* _What is needed_
Once you reach the line that holds "let (significand, value_exp)" in the listing below, output it and every line after it through the line that holds "impl<'de> serde::Deserialize<'de> for", word for word.
----
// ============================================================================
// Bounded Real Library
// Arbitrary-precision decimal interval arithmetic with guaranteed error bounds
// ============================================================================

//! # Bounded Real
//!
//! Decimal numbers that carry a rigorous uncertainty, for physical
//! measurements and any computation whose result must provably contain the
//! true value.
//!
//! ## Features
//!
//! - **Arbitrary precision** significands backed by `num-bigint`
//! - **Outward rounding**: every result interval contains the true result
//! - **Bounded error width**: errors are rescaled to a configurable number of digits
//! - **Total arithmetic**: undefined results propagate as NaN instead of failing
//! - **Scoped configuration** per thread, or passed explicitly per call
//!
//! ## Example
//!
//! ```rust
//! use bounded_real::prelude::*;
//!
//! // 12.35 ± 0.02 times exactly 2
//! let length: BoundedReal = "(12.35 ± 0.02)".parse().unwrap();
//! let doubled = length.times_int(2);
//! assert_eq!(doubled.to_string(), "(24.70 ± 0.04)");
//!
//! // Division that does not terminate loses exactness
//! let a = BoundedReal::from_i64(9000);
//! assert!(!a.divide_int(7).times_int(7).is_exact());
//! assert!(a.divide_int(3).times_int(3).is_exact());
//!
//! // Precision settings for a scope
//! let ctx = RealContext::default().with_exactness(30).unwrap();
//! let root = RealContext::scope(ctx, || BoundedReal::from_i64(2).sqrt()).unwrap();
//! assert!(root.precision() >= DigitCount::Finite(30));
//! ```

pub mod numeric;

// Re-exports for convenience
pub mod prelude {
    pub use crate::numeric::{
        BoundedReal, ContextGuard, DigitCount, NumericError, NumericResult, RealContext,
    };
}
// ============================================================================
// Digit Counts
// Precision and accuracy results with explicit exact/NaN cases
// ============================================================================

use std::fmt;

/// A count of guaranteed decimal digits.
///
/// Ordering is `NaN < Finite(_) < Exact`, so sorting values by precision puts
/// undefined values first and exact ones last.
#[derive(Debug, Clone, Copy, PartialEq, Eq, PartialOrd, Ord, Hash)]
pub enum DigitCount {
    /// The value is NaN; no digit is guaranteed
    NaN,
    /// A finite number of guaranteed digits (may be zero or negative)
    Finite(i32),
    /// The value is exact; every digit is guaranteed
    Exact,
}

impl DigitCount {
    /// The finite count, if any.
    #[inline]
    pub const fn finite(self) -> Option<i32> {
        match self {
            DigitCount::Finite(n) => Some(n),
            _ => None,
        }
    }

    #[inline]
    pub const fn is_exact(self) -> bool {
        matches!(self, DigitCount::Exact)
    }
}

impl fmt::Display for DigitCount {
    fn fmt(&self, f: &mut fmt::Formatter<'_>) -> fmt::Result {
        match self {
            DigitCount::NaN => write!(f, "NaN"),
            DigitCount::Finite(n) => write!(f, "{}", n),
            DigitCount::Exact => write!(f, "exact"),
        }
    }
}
----
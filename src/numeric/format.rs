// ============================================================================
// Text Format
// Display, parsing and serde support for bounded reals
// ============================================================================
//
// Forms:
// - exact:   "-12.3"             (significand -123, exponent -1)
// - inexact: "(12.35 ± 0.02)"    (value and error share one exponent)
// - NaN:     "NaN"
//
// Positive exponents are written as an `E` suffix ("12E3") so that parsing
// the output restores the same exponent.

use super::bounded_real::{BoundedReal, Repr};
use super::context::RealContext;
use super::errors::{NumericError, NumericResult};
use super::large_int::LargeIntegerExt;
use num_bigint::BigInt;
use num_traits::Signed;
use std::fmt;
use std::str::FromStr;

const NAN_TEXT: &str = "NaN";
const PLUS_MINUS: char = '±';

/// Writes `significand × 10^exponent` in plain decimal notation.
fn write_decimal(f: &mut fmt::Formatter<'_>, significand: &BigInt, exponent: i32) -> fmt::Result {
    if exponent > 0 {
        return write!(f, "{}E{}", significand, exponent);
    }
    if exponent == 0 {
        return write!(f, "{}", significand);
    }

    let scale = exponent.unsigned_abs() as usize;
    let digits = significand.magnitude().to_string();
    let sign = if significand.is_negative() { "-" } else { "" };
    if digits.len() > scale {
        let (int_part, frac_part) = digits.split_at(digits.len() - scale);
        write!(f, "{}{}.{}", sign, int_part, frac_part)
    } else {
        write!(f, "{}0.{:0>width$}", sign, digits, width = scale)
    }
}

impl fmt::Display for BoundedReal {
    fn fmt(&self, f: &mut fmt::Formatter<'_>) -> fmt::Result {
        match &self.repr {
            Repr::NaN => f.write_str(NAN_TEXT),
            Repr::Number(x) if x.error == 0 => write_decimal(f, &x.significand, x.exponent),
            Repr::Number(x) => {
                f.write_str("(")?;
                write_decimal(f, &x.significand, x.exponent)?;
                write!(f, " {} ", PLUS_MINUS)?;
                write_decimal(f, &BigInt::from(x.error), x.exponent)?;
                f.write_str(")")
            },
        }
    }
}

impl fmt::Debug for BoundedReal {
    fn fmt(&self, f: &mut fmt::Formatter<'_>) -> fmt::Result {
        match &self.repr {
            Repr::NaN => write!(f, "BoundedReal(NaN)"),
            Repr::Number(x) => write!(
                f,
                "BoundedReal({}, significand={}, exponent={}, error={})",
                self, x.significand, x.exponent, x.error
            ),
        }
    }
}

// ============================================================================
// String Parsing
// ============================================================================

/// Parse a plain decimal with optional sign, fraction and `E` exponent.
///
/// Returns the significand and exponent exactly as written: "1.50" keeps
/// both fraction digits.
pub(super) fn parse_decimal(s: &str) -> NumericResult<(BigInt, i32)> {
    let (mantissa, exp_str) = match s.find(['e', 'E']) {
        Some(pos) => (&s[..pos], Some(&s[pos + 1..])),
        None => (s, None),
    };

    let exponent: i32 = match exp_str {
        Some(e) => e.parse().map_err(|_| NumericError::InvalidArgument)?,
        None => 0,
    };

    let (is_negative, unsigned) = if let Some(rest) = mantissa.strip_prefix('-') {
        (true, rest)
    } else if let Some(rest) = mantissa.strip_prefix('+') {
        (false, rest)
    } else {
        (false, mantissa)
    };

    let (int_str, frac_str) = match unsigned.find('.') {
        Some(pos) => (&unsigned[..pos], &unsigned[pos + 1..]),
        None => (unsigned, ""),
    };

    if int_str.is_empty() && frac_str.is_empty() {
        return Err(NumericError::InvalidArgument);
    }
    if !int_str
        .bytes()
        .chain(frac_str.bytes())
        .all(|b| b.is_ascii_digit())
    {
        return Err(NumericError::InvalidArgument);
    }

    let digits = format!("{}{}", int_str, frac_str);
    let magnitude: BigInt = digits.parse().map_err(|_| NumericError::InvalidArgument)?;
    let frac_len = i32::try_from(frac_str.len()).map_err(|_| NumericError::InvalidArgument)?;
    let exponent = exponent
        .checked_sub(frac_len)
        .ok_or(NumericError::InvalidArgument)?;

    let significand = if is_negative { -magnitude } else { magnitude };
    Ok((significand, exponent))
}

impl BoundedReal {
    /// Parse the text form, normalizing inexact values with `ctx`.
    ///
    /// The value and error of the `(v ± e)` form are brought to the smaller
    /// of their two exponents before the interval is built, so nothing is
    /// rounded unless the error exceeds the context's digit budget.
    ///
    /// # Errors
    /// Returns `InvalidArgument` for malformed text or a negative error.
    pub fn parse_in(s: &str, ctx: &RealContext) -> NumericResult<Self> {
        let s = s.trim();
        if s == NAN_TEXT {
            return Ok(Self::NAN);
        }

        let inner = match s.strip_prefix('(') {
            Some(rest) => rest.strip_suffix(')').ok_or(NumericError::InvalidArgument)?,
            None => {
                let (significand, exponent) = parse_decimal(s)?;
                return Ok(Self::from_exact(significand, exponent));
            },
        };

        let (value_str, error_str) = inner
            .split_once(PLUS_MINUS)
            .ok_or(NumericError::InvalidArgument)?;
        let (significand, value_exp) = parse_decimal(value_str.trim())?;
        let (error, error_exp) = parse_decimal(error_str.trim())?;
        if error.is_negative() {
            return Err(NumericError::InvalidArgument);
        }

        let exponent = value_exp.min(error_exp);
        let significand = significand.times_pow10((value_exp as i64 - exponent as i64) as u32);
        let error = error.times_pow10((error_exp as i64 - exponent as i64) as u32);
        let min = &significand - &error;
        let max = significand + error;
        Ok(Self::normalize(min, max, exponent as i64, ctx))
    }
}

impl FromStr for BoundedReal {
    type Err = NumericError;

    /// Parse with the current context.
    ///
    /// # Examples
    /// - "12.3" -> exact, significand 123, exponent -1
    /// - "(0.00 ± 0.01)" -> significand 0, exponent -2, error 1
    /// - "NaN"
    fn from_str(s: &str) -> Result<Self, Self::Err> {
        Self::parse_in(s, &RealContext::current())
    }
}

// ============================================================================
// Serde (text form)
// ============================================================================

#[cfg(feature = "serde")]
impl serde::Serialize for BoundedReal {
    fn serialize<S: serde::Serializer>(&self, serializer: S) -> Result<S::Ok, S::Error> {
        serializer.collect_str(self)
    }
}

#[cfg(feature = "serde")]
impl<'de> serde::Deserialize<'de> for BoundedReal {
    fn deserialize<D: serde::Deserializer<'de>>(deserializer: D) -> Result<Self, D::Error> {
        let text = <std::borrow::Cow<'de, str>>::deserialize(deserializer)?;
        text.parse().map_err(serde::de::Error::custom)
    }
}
----
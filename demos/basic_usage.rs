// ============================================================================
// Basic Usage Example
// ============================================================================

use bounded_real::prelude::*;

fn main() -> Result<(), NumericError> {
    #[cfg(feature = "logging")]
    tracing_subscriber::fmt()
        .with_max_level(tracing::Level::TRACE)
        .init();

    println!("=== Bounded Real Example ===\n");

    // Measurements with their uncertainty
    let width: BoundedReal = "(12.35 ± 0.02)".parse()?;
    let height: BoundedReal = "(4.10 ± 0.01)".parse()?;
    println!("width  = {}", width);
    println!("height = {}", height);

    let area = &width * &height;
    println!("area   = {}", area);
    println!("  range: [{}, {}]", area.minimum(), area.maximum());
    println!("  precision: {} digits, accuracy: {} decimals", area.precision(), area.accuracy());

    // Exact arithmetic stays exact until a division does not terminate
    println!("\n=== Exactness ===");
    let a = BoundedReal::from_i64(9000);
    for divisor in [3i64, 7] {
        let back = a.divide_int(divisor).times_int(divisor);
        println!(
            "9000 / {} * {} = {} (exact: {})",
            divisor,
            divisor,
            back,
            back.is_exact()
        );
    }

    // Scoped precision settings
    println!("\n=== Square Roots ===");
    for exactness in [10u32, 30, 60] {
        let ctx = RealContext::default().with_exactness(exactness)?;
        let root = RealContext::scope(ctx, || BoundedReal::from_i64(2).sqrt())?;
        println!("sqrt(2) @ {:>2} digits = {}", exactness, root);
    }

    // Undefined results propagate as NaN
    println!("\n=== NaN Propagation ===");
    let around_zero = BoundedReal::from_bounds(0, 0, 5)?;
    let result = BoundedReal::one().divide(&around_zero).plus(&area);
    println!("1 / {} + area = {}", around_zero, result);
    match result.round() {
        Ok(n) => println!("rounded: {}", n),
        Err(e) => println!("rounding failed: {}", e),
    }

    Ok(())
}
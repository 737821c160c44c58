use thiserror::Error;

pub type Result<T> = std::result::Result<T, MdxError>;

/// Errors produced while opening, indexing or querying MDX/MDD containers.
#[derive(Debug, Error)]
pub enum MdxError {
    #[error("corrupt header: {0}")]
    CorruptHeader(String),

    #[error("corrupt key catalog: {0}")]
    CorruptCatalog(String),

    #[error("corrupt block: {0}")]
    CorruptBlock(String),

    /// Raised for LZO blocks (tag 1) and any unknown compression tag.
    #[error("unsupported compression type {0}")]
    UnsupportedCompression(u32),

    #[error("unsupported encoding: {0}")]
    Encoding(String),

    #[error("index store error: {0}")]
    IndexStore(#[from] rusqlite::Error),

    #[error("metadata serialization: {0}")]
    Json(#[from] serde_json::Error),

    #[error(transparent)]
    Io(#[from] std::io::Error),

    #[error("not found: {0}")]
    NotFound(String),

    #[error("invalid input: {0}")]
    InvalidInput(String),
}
----
* _Task solution_
        let (significand, value_exp) = parse_decimal(value_str.trim())?;
        let (error, error_exp) = parse_decimal(error_str.trim())?;
        if error.is_negative() {
            return Err(NumericError::InvalidArgument);
        }

        let exponent = value_exp.min(error_exp);
        let significand = significand.times_pow10((value_exp as i64 - exponent as i64) as u32);
        let error = error.times_pow10((error_exp as i64 - exponent as i64) as u32);
        let min = &significand - &error;
        let max = significand + error;
        Ok(Self::normalize(min, max, exponent as i64, ctx))
    }
}

impl FromStr for BoundedReal {
    type Err = NumericError;

    /// Parse with the current context.
    ///
    /// # Examples
    /// - "12.3" -> exact, significand 123, exponent -1
    /// - "(0.00 ± 0.01)" -> significand 0, exponent -2, error 1
    /// - "NaN"
    fn from_str(s: &str) -> Result<Self, Self::Err> {
        Self::parse_in(s, &RealContext::current())
    }
}

// ============================================================================
// Serde (text form)
// ============================================================================

#[cfg(feature = "serde")]
impl serde::Serialize for BoundedReal {
    fn serialize<S: serde::Serializer>(&self, serializer: S) -> Result<S::Ok, S::Error> {
        serializer.collect_str(self)
    }
}

#[cfg(feature = "serde")]
impl<'de> serde::Deserialize<'de> for BoundedReal {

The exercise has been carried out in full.